Please tell us why you had to hide away for so long (slight return)


The facts: series one of Mr Blue Sky is being repeated on BBC Radio 4 Extra starting tomorrow. As regular readers will know, this was one of the proudest moments in my professional writing career, seeing my first solo sitcom commissioned by the BBC and for it to run to two series, on Radio 4 in 2011 and 2012. The happy cast-and-crew pic above is the series one line-up.

I wrote at length about the making of the first series in March 2011. Also, the terror of it going public in May 2011 and a general reflection upon the madness of putting yourself into the public domain. I duly blogged during the making of series 2 in March 2012. (These are not required reading or homework, I merely make them available again via handy links.) That series aired in April last year, since which, well … the end was nigh.

Getting the commission was one of the happiest moments of my career, especially after the long, slow journey it had been on, over a course of years, from inception to conception. It vindicated all the time put in, much of it unpaid and speculative, as per industry law. Equally, when we failed to secure a third series, having worked hard on a story breakdown for it, and allowed ourselves to get excited when we were called in for a meeting about the changes and given the wrong impression that we were in with a shout, it was one of the great disappointments of that same career. I would have loved to write some more for Harvey, Jax, Robbie, Charlie, Ray, Sean, Kill-R, Alan Leopold, Lou and the rest of the gang.

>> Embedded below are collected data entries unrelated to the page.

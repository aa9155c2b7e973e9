use super::{ActionTable, BehavioralModel};
use crate::{
    environment::ServiceContext,
    message::{Message, Status, StatusOrigin, StatusValue},
};

/// The built-in `cyst` namespace: echo actions for testing and session
/// creation.
pub struct CystModel {
    actions: ActionTable<CystModel>,
}

impl CystModel {
    pub fn new() -> Self {
        let actions = ActionTable::new(Self::unsupported)
            .with("cyst:test:echo_success", Self::echo_success)
            .with("cyst:test:echo_failure", Self::echo_failure)
            .with("cyst:test:echo_error", Self::echo_error)
            .with("cyst:network:create_session", Self::create_session);
        Self { actions }
    }

    fn echo(request: &Message, ctx: &mut ServiceContext<'_>, value: StatusValue) -> (u64, Message) {
        let content = request
            .action()
            .and_then(|action| action.parameter("content"))
            .map(str::to_string);
        let status = Status::new(StatusOrigin::Service, value);
        (0, ctx.create_response(request, status, content))
    }

    fn echo_success(&mut self, request: &Message, ctx: &mut ServiceContext<'_>) -> (u64, Message) {
        Self::echo(request, ctx, StatusValue::Success)
    }

    fn echo_failure(&mut self, request: &Message, ctx: &mut ServiceContext<'_>) -> (u64, Message) {
        Self::echo(request, ctx, StatusValue::Failure)
    }

    fn echo_error(&mut self, request: &Message, ctx: &mut ServiceContext<'_>) -> (u64, Message) {
        Self::echo(request, ctx, StatusValue::Error)
    }

    fn create_session(&mut self, request: &Message, ctx: &mut ServiceContext<'_>) -> (u64, Message) {
        match ctx.create_session_from_message(request) {
            Ok(session) => {
                let status = Status::new(StatusOrigin::Service, StatusValue::Success);
                let mut response = ctx.create_response(request, status, Some(session.to_string()));
                response.set_session(Some(session));
                (0, response)
            }
            Err(e) => {
                let status = Status::new(StatusOrigin::Service, StatusValue::Error);
                (0, ctx.create_response(request, status, Some(e.to_string())))
            }
        }
    }

    fn unsupported(&mut self, request: &Message, ctx: &mut ServiceContext<'_>) -> (u64, Message) {
        let id = request.action().map_or("", |action| action.id());
        let status = Status::new(StatusOrigin::System, StatusValue::Error);
        let content = format!("Action {} not supported by the cyst model", id);
        (0, ctx.create_response(request, status, Some(content)))
    }
}

impl Default for CystModel {
    fn default() -> Self {
        Self::new()
    }
}

impl BehavioralModel for CystModel {
    fn evaluate(&mut self, request: &Message, ctx: &mut ServiceContext<'_>) -> (u64, Message) {
        let id = request.action().map_or("", |action| action.id());
        let handler = self.actions.handler(id);
        handler(self, request, ctx)
    }
}
//! Command line runner for the cyst-core engine, together with the built-in
//! simulations it can run.

pub mod cli;
pub mod simulations;
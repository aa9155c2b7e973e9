use super::{expect_response, office, run_to_completion, web_ip, SimulationError, ATTACKER, SCANNER};
use cyst_core::{
    access::{
        AccessLevel, AccessScheme, AuthenticationProvider, AuthenticationProviderType,
        AuthenticationTarget, AuthenticationTokenSecurity, AuthenticationTokenType,
        AuthorizationDomain, AuthorizationDomainType, TokenAssessment,
    },
    ip::{Ipv4Address, Ipv4Net},
    message::{Action, RequestSpec, StatusOrigin, StatusValue},
    topology::{Firewall, FirewallChainType, FirewallPolicy, FirewallRule},
    Environment, EnvironmentConfig,
};

/// Runs requests against a service that demands authorization.
///
/// The web server's admin action needs limited access. The attacker first
/// tries without credentials, then logs in with a password token, trades it
/// for an authorization and retries.
pub fn access(config: EnvironmentConfig) -> Result<Environment, SimulationError> {
    let mut env = office(config)?;
    env.set_firewall("gw", Firewall::new(FirewallPolicy::Deny))?;
    env.add_routing_rule(
        "gw",
        FirewallChainType::Forward,
        FirewallRule::new(
            Ipv4Net::new_short(Ipv4Address::new([10, 0, 0, 0]), 24),
            Ipv4Net::new_short(web_ip(), 24),
            "http",
            FirewallPolicy::Allow,
        ),
    )?;

    let access = env.access_mut();
    let mut login = AuthenticationProvider::new(
        "web_login",
        AuthenticationProviderType::Local,
        AuthenticationTokenType::Password,
        AuthenticationTokenSecurity::Sealed,
        AuthenticationTarget::new("http"),
    );
    login.set_target_address(web_ip());
    access.add_provider(login)?;

    let admin = access.policy_mut().create_authorization(
        SCANNER,
        &["web"],
        &["http"],
        AccessLevel::Limited,
        None,
    );
    access.policy_mut().add_authorization(&admin);
    let mut domain = AuthorizationDomain::new(AuthorizationDomainType::Local);
    domain.add_authorization(admin);
    let mut scheme = AccessScheme::new(domain);
    scheme.add_factor("web_login");
    let scheme = access.add_scheme(scheme)?;

    let guarded = || {
        Action::new("cyst:test:echo_success")
            .with_access(AccessLevel::Limited)
            .with_parameter("content", "admin panel")
    };

    let anonymous = env.request(ATTACKER, SCANNER, web_ip(), "http", guarded());
    env.send_message(anonymous, 0)?;
    run_to_completion(&mut env)?;
    expect_response(
        &env,
        ATTACKER,
        SCANNER,
        StatusOrigin::Service,
        StatusValue::Failure,
        Some("No authorization provided"),
    )?;

    let token = env.access_mut().create_token("web_login", SCANNER)?;
    let authorization = match env.access().assess_token(scheme, &token)? {
        TokenAssessment::Authorized(authorization) => authorization,
        other => {
            return Err(SimulationError::Unexpected(format!(
                "the password alone should authorize, got {:?}",
                other
            )))
        }
    };
    let spec = RequestSpec::new(web_ip(), "http", guarded()).with_auth(authorization);
    let request = env.create_request(ATTACKER, SCANNER, spec);
    env.send_message(request, 0)?;
    run_to_completion(&mut env)?;
    expect_response(
        &env,
        ATTACKER,
        SCANNER,
        StatusOrigin::Service,
        StatusValue::Success,
        Some("admin panel"),
    )?;
    Ok(env)
}

#[cfg(test)]
mod tests {
    use cyst_core::EnvironmentConfig;

    #[test]
    fn access() {
        let env = super::access(EnvironmentConfig::default()).unwrap();
        assert_eq!(env.access().policy().authorizations().len(), 1);
    }

    #[test]
    fn seeds_do_not_matter_for_the_outcome() {
        for seed in [0, 7, 1 << 40] {
            super::access(EnvironmentConfig::default().with_seed(seed)).unwrap();
        }
    }
}
//! Nodes, ports and the connections between them.

mod connection;
mod endpoint;
pub mod firewall;
mod network;
mod node;
mod port;
mod route_table;
pub mod router;

pub use connection::{Connection, ConnectionId, Link};
pub use endpoint::{Endpoint, Hop};
pub use firewall::{Firewall, FirewallChain, FirewallChainType, FirewallPolicy, FirewallRule};
pub use network::{Network, NetworkError};
pub use node::{Forwarding, Node};
pub use port::{AddressError, Interface, Port};
pub use route_table::{Route, RoutingTable};
pub use router::{Router, Verdict};
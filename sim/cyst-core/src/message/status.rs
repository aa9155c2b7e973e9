use std::fmt;

/// Which layer produced a response.
#[derive(Debug, Clone, Copy, PartialEq, Eq, Hash, PartialOrd, Ord)]
pub enum StatusOrigin {
    Network,
    Node,
    Service,
    System,
}

#[derive(Debug, Clone, Copy, PartialEq, Eq, Hash, PartialOrd, Ord)]
pub enum StatusValue {
    Success,
    Failure,
    Error,
    Partial,
}

/// The outcome carried by a response.
#[derive(Debug, Clone, Copy, PartialEq, Eq, Hash)]
pub struct Status {
    pub origin: StatusOrigin,
    pub value: StatusValue,
}

impl Status {
    pub const fn new(origin: StatusOrigin, value: StatusValue) -> Self {
        Self { origin, value }
    }

    pub fn is_success(&self) -> bool {
        self.value == StatusValue::Success
    }
}

impl fmt::Display for StatusOrigin {
    fn fmt(&self, f: &mut fmt::Formatter<'_>) -> fmt::Result {
        let name = match self {
            StatusOrigin::Network => "NETWORK",
            StatusOrigin::Node => "NODE",
            StatusOrigin::Service => "SERVICE",
            StatusOrigin::System => "SYSTEM",
        };
        f.write_str(name)
    }
}

impl fmt::Display for StatusValue {
    fn fmt(&self, f: &mut fmt::Formatter<'_>) -> fmt::Result {
        let name = match self {
            StatusValue::Success => "SUCCESS",
            StatusValue::Failure => "FAILURE",
            StatusValue::Error => "ERROR",
            StatusValue::Partial => "PARTIAL",
        };
        f.write_str(name)
    }
}

impl fmt::Display for Status {
    fn fmt(&self, f: &mut fmt::Formatter<'_>) -> fmt::Result {
        write!(f, "({}, {})", self.origin, self.value)
    }
}
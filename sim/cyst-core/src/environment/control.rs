//! Handles for steering an environment from outside its run loop.
//!
//! Signals travel over an unbounded channel and are drained by the run loop
//! between batches, so the loop itself stays single threaded.

use crate::message::RequestSpec;
use std::fmt;
use tokio::sync::{mpsc, watch};

#[derive(Debug, Clone, Copy, PartialEq, Eq, Hash)]
pub enum EnvironmentState {
    Init,
    Running,
    Paused,
    Finished,
    Terminated,
}

impl fmt::Display for EnvironmentState {
    fn fmt(&self, f: &mut fmt::Formatter<'_>) -> fmt::Result {
        let name = match self {
            EnvironmentState::Init => "INIT",
            EnvironmentState::Running => "RUNNING",
            EnvironmentState::Paused => "PAUSED",
            EnvironmentState::Finished => "FINISHED",
            EnvironmentState::Terminated => "TERMINATED",
        };
        f.write_str(name)
    }
}

#[derive(Debug)]
pub(crate) enum Signal {
    Pause,
    Terminate,
    Request {
        node: String,
        service: String,
        spec: RequestSpec,
        delay: u64,
    },
    Wake {
        node: String,
        service: String,
        tag: String,
        delay: u64,
    },
}

/// Lets other threads or tasks pause or terminate a running environment.
#[derive(Debug, Clone)]
pub struct ControlHandle {
    state: watch::Receiver<EnvironmentState>,
    signals: mpsc::UnboundedSender<Signal>,
}

impl ControlHandle {
    pub(crate) fn new(
        state: watch::Receiver<EnvironmentState>,
        signals: mpsc::UnboundedSender<Signal>,
    ) -> Self {
        Self { state, signals }
    }

    pub fn state(&self) -> EnvironmentState {
        *self.state.borrow()
    }

    /// Asks a running environment to pause after the current step.
    pub fn pause(&self) -> (bool, EnvironmentState) {
        self.request(Signal::Pause)
    }

    /// Asks a running environment to stop and drop its pending messages.
    pub fn terminate(&self) -> (bool, EnvironmentState) {
        self.request(Signal::Terminate)
    }

    fn request(&self, signal: Signal) -> (bool, EnvironmentState) {
        let state = self.state();
        if state != EnvironmentState::Running {
            return (false, state);
        }
        (self.signals.send(signal).is_ok(), state)
    }

    /// Waits until the published state changes.
    pub async fn changed(&mut self) -> Option<EnvironmentState> {
        self.state.changed().await.ok()?;
        Some(self.state())
    }
}

/// Injects work into an environment once an outside operation completes.
#[derive(Debug, Clone)]
pub struct ExternalSender {
    signals: mpsc::UnboundedSender<Signal>,
}

impl ExternalSender {
    pub(crate) fn new(signals: mpsc::UnboundedSender<Signal>) -> Self {
        Self { signals }
    }

    /// Queues a request sent on behalf of `service` at `node`. Returns
    /// `false` once the environment is gone.
    pub fn send_request(
        &self,
        node: impl Into<String>,
        service: impl Into<String>,
        spec: RequestSpec,
        delay: u64,
    ) -> bool {
        self.signals
            .send(Signal::Request {
                node: node.into(),
                service: service.into(),
                spec,
                delay,
            })
            .is_ok()
    }

    /// Wakes an active service with a timeout tagged `tag`.
    pub fn wake(
        &self,
        node: impl Into<String>,
        service: impl Into<String>,
        tag: impl Into<String>,
        delay: u64,
    ) -> bool {
        self.signals
            .send(Signal::Wake {
                node: node.into(),
                service: service.into(),
                tag: tag.into(),
                delay,
            })
            .is_ok()
    }
}
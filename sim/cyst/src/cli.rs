//! Parses the command line arguments.
//!
//! Basic usage for running a built-in simulation with logging on:
//!
//! ```text
//! cargo run -- --simulation router_cycle --log
//! ```
//!
//! Engine parameters can be read from a TOML file with `--config`.

use crate::simulations::{self, SimulationError};
use clap::Parser;
use cyst_core::{
    environment::EnvironmentError, store::MemoryDataStore, Environment, EnvironmentConfig,
};
use std::{
    fs::{create_dir_all, OpenOptions},
    path::{Path, PathBuf},
    sync::Arc,
};
use tracing_subscriber::FmtSubscriber;

/// Stores the different command line arguments.
#[derive(Parser)]
struct Args {
    /// Logging flag. Used to turn logging on or off.
    #[arg(short, long)]
    log: bool,
    /// Name of the built-in simulation to run
    #[arg(short, long)]
    simulation: String,
    /// TOML file with engine parameters
    #[arg(short, long)]
    config: Option<PathBuf>,
}

#[derive(Debug, thiserror::Error)]
pub enum CliError {
    #[error("Unknown simulation '{0}', expected one of: {1}")]
    UnknownSimulation(String, String),
    #[error("Cannot access {path}: {source}")]
    Io {
        path: String,
        #[source]
        source: std::io::Error,
    },
    #[error("Invalid configuration: {0}")]
    Config(#[from] toml::de::Error),
    #[error("Cannot install the log subscriber: {0}")]
    Logging(#[from] tracing::subscriber::SetGlobalDefaultError),
    #[error(transparent)]
    Simulation(#[from] SimulationError),
    #[error(transparent)]
    Environment(#[from] EnvironmentError),
}

/// Parses command line arguments and runs the requested simulation.
pub fn parse_args() -> Result<(), CliError> {
    let cli = Args::parse();
    if cli.log {
        initialize_logging()?;
    }
    let config = match cli.config {
        Some(path) => load_config(&path)?,
        None => EnvironmentConfig::default(),
    };
    let (env, store) = run_simulation(&cli.simulation, config)?;
    print_summary(&cli.simulation, &env, &store);
    Ok(())
}

/// Runs a built-in simulation and commits its results into a fresh store.
pub fn run_simulation(
    name: &str,
    config: EnvironmentConfig,
) -> Result<(Environment, MemoryDataStore), CliError> {
    let simulation = simulations::find(name).ok_or_else(|| {
        let known: Vec<&str> = simulations::SIMULATIONS.iter().map(|(name, _)| *name).collect();
        CliError::UnknownSimulation(name.to_string(), known.join(", "))
    })?;
    let mut env = simulation(config)?;
    let mut store = MemoryDataStore::new();
    env.commit(&mut store)?;
    Ok((env, store))
}

pub fn load_config(path: &Path) -> Result<EnvironmentConfig, CliError> {
    let text = std::fs::read_to_string(path).map_err(|source| CliError::Io {
        path: path.display().to_string(),
        source,
    })?;
    parse_config(&text)
}

/// Missing keys keep their default values.
pub fn parse_config(text: &str) -> Result<EnvironmentConfig, CliError> {
    Ok(toml::from_str(text)?)
}

fn print_summary(name: &str, env: &Environment, store: &MemoryDataStore) {
    println!("{}: {} at virtual time {}", name, env.state(), env.current_time());
    for record in store.messages() {
        let detail = match (&record.action, &record.status) {
            (Some(action), _) => action.clone(),
            (None, Some(status)) => format!("{} {}", status, record.content.as_deref().unwrap_or("")),
            (None, None) => String::new(),
        };
        println!(
            "{:>6} {:<12} {:<8} #{:<4} {}",
            record.time, record.node, record.kind, record.id, detail
        );
    }
    for statistics in store.statistics() {
        println!(
            "run {}: {} messages in virtual time {}..{}",
            statistics.run_id,
            statistics.messages,
            statistics.start_time_virtual,
            statistics.end_time_virtual
        );
    }
}

/// Initializes the event protocol. Only should be called once when the sim starts.
/// Writes every event as a JSON line to a timestamped file in ./logs.
fn initialize_logging() -> Result<(), CliError> {
    let main_path = "./logs";
    let io_error = |path: &str| {
        let path = path.to_string();
        move |source: std::io::Error| CliError::Io { path, source }
    };
    create_dir_all(main_path).map_err(io_error(main_path))?;
    let file_path = format!(
        "{}/debug-{}.log",
        main_path,
        chrono::offset::Local::now().format("%y-%m-%d_%H-%M-%S")
    );
    let file = OpenOptions::new()
        .append(true)
        .create(true)
        .open(&file_path)
        .map_err(io_error(&file_path))?;
    let subscriber = FmtSubscriber::builder()
        .with_writer(Arc::new(file))
        .with_max_level(tracing::Level::TRACE)
        .json()
        .finish();
    tracing::subscriber::set_global_default(subscriber)?;
    Ok(())
}
use super::{Endpoint, Hop};
use std::fmt;

/// Index of a connection inside its [`Network`](super::Network).
#[derive(Debug, Clone, Copy, PartialEq, Eq, PartialOrd, Ord, Hash)]
pub struct ConnectionId(pub(crate) usize);

impl fmt::Display for ConnectionId {
    fn fmt(&self, f: &mut fmt::Formatter<'_>) -> fmt::Result {
        write!(f, "{}", self.0)
    }
}

/// Attributes of a link, given when two ports are connected.
#[derive(Debug, Clone, Copy, Default, PartialEq, Eq)]
pub struct Link {
    /// Virtual time added to every traversal.
    pub delay: u64,
    /// A blocked link refuses all traffic.
    pub blocked: bool,
}

impl Link {
    pub fn with_delay(delay: u64) -> Self {
        Self {
            delay,
            blocked: false,
        }
    }

    pub fn blocked() -> Self {
        Self {
            delay: 0,
            blocked: true,
        }
    }
}

/// A bidirectional link between two ports, recorded in the direction it was
/// created.
#[derive(Debug, Clone, PartialEq, Eq)]
pub struct Connection {
    id: ConnectionId,
    hop: Hop,
    link: Link,
}

impl Connection {
    pub(crate) fn new(id: ConnectionId, hop: Hop, link: Link) -> Self {
        Self { id, hop, link }
    }

    pub fn id(&self) -> ConnectionId {
        self.id
    }

    pub fn hop(&self) -> &Hop {
        &self.hop
    }

    pub fn delay(&self) -> u64 {
        self.link.delay
    }

    pub fn is_blocked(&self) -> bool {
        self.link.blocked
    }

    pub fn set_blocked(&mut self, blocked: bool) {
        self.link.blocked = blocked;
    }

    pub fn set_delay(&mut self, delay: u64) {
        self.link.delay = delay;
    }

    /// The hop leaving `node` over this connection, if `node` is one of its
    /// ends.
    pub fn hop_from(&self, node: &str) -> Option<Hop> {
        if self.hop.src.node == node {
            Some(self.hop.clone())
        } else if self.hop.dst.node == node {
            Some(self.hop.swap())
        } else {
            None
        }
    }

    pub fn ends(&self) -> (&Endpoint, &Endpoint) {
        (&self.hop.src, &self.hop.dst)
    }
}

impl fmt::Display for Connection {
    fn fmt(&self, f: &mut fmt::Formatter<'_>) -> fmt::Result {
        write!(f, "#{} {}", self.id, self.hop)?;
        if self.link.blocked {
            write!(f, " (blocked)")?;
        }
        Ok(())
    }
}
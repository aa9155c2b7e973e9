//! Services hosted by nodes.
//!
//! Passive services are descriptors whose behavior comes from a behavioral
//! model. Active services carry their own logic and implement
//! [`ActiveService`].

use crate::{
    access::AccessLevel,
    environment::ServiceContext,
    message::{Message, RequestSpec},
};
use std::{any::Any, collections::VecDeque};

#[derive(Debug, Clone, PartialEq, Eq)]
pub struct PassiveService {
    pub version: String,
    /// Only reachable by requests sent from the node itself.
    pub local: bool,
    pub access_level: AccessLevel,
}

#[derive(Debug, Clone, PartialEq, Eq)]
pub enum ServiceKind {
    Passive(PassiveService),
    Active,
}

#[derive(Debug, Clone, PartialEq, Eq)]
pub struct Service {
    name: String,
    owner: String,
    kind: ServiceKind,
}

impl Service {
    pub fn passive(
        name: impl Into<String>,
        owner: impl Into<String>,
        version: impl Into<String>,
        access_level: AccessLevel,
    ) -> Self {
        Self {
            name: name.into(),
            owner: owner.into(),
            kind: ServiceKind::Passive(PassiveService {
                version: version.into(),
                local: false,
                access_level,
            }),
        }
    }

    /// Restricts a passive service to requests sent from its own node.
    pub fn with_local(mut self, local: bool) -> Self {
        if let ServiceKind::Passive(passive) = &mut self.kind {
            passive.local = local;
        }
        self
    }

    pub fn active(name: impl Into<String>, owner: impl Into<String>) -> Self {
        Self {
            name: name.into(),
            owner: owner.into(),
            kind: ServiceKind::Active,
        }
    }

    pub fn name(&self) -> &str {
        &self.name
    }

    pub fn owner(&self) -> &str {
        &self.owner
    }

    pub fn kind(&self) -> &ServiceKind {
        &self.kind
    }
}

/// Access to the concrete type behind a trait object.
pub trait AsAny {
    fn as_any(&self) -> &dyn Any;
    fn as_any_mut(&mut self) -> &mut dyn Any;
}

impl<T: Any> AsAny for T {
    fn as_any(&self) -> &dyn Any {
        self
    }

    fn as_any_mut(&mut self) -> &mut dyn Any {
        self
    }
}

/// A service with its own behavior, e.g. an attacker or a shell.
pub trait ActiveService: AsAny {
    /// Called once, when the environment runs for the first time.
    fn run(&mut self, _ctx: &mut ServiceContext<'_>) {}

    /// Called for every message delivered to the service. Returns whether the
    /// message was handled and the time its processing took.
    fn process_message(&mut self, message: &Message, ctx: &mut ServiceContext<'_>) -> (bool, u64);
}

/// An active service driven from outside the simulation.
///
/// Queued requests go out when the simulation starts and whenever the actor
/// receives a timeout. Every response it receives is kept for inspection.
#[derive(Debug, Default)]
pub struct ScriptedActor {
    outbox: VecDeque<RequestSpec>,
    responses: Vec<Message>,
    timeouts: Vec<String>,
}

impl ScriptedActor {
    pub fn new() -> Self {
        Self::default()
    }

    /// An actor that sends `requests` when the simulation starts.
    pub fn with_script(requests: impl IntoIterator<Item = RequestSpec>) -> Self {
        Self {
            outbox: requests.into_iter().collect(),
            ..Self::default()
        }
    }

    pub fn queue(&mut self, request: RequestSpec) {
        self.outbox.push_back(request);
    }

    pub fn responses(&self) -> &[Message] {
        &self.responses
    }

    pub fn last_response(&self) -> Option<&Message> {
        self.responses.last()
    }

    /// Tags of the timeouts received so far.
    pub fn timeouts(&self) -> &[String] {
        &self.timeouts
    }

    fn flush(&mut self, ctx: &mut ServiceContext<'_>) {
        while let Some(spec) = self.outbox.pop_front() {
            let request = ctx.create_request(spec);
            if let Err(e) = ctx.send_message(request, 0) {
                tracing::warn!(node = ctx.node_id(), service = ctx.service(), "cannot send request: {}", e);
            }
        }
    }
}

impl ActiveService for ScriptedActor {
    fn run(&mut self, ctx: &mut ServiceContext<'_>) {
        self.flush(ctx);
    }

    fn process_message(&mut self, message: &Message, ctx: &mut ServiceContext<'_>) -> (bool, u64) {
        if let Some((tag, _, _)) = message.timeout_info() {
            self.timeouts.push(tag.to_string());
            self.flush(ctx);
            return (true, 0);
        }
        if message.is_response() {
            self.responses.push(message.clone());
            return (true, 0);
        }
        (false, 0)
    }
}
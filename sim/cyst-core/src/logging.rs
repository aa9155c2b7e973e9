//! Wrappers for the events the engine logs repeatedly.
//!
//! Each function corresponds to one kind of event. The engine never installs
//! a subscriber; that is left to the program embedding it.

use crate::{
    environment::EnvironmentState,
    message::{Message, Time},
};
use tracing::{event, Level};

/// A message arrived at `node`.
pub(crate) fn hop_event(time: Time, node: &str, message: &Message) {
    event!(
        target: "MESSAGE",
        Level::TRACE,
        time,
        node,
        message_id = message.id().into_inner(),
        ttl = message.ttl(),
        "hop"
    );
}

/// A message reached the service or node it was addressed to.
pub(crate) fn delivery_event(time: Time, node: &str, message: &Message) {
    event!(
        target: "MESSAGE",
        Level::DEBUG,
        time,
        node,
        message_id = message.id().into_inner(),
        kind = %message.kind(),
        service = message.dst_service(),
        status = ?message.status(),
        "delivered: {}",
        message
    );
}

/// A request was answered with a failure on its way.
pub(crate) fn rejection_event(time: Time, node: &str, message: &Message, reason: &str) {
    event!(
        target: "MESSAGE",
        Level::DEBUG,
        time,
        node,
        message_id = message.id().into_inner(),
        reason,
        "rejected"
    );
}

/// A message vanished without an answer.
pub(crate) fn drop_event(time: Time, node: &str, message: &Message, reason: &str) {
    event!(
        target: "MESSAGE",
        Level::DEBUG,
        time,
        node,
        message_id = message.id().into_inner(),
        reason,
        "dropped"
    );
}

pub(crate) fn state_event(from: EnvironmentState, to: EnvironmentState) {
    event!(target: "ENVIRONMENT", Level::INFO, from = %from, to = %to, "state change");
}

So, if you missed it, maybe have a listen. It won’t bring the show back, but it’s lovely to have it back in the public domain.


It’s over

Those following my Electric Light Orchestra-themed headlines this week will have guessed today’s. For today is Day Seven, the final day of the recording of Series 2 of Mr Blue Sky. Above is today’s schedule. I don’t know if you are able, or can be bothered, to read it, but it lists, in order, every scene we have yet to record, and because today involves the entire cast (minus Navin), plus three star cameo turns, Simon Day, Greg Davies and Angus Deayton. (I know, pretty tasty.) All you’ll see, Harvey ie. Mark Benton, is in every scene except one. This man is earning his radio pittance.

Here are a few of Rob’s photos from yesterday, when the whole family performed a scene from the wedding episode (spoiler alert!), outside the studio in the post-apocalyptic car park of the industrial estate that is earmarked for destruction. (My face, as you can see above, is similarly ravaged, except by biscuits.)

I bet The Archers never do this. (Actually, they might. I didn’t know anybody did this in radio drama.)

At 11.40am, after a full morning’s acting and green-light pressing, we are on schedule. Would you like to see the fictional Easter family pretending to be in a car?

I’m going to post this now, even though we’re totally in the can just yet. I’ll put the last batch of pictures up tomorrow.

Strange magic

Day Six of Mr Blue Sky series 2. Though I didn’t log it, yesterday was Day Five, which was actually a half-day, and I wasn’t able to attend the recording due to my Guardian Telly Addict videocast, which had to be moved in order for me to be available for the whole day tomorrow, which will be Day Six and the final day of the recording. Yes? (Telly Addict will go up at the usual time, around 4pm on Friday.) Having recorded Simon Day – who cameos in this series as the book-burning neighbour Mr Leopold – and Mark outside in the car park on Tuesday, and Claire and Navin in a van in the car park yesterday, studio director Wilfredo had us all outside in the cloudless sunshine again this morning for some more exterior scenes (you type “EXT.” in a radio script, and you do not imagine you’ll actually be outside, but Wilfredo is something of a guerilla sound recordist). Frankly, it was lovely to be able to process some Vitamin D after a week of being anything but free range.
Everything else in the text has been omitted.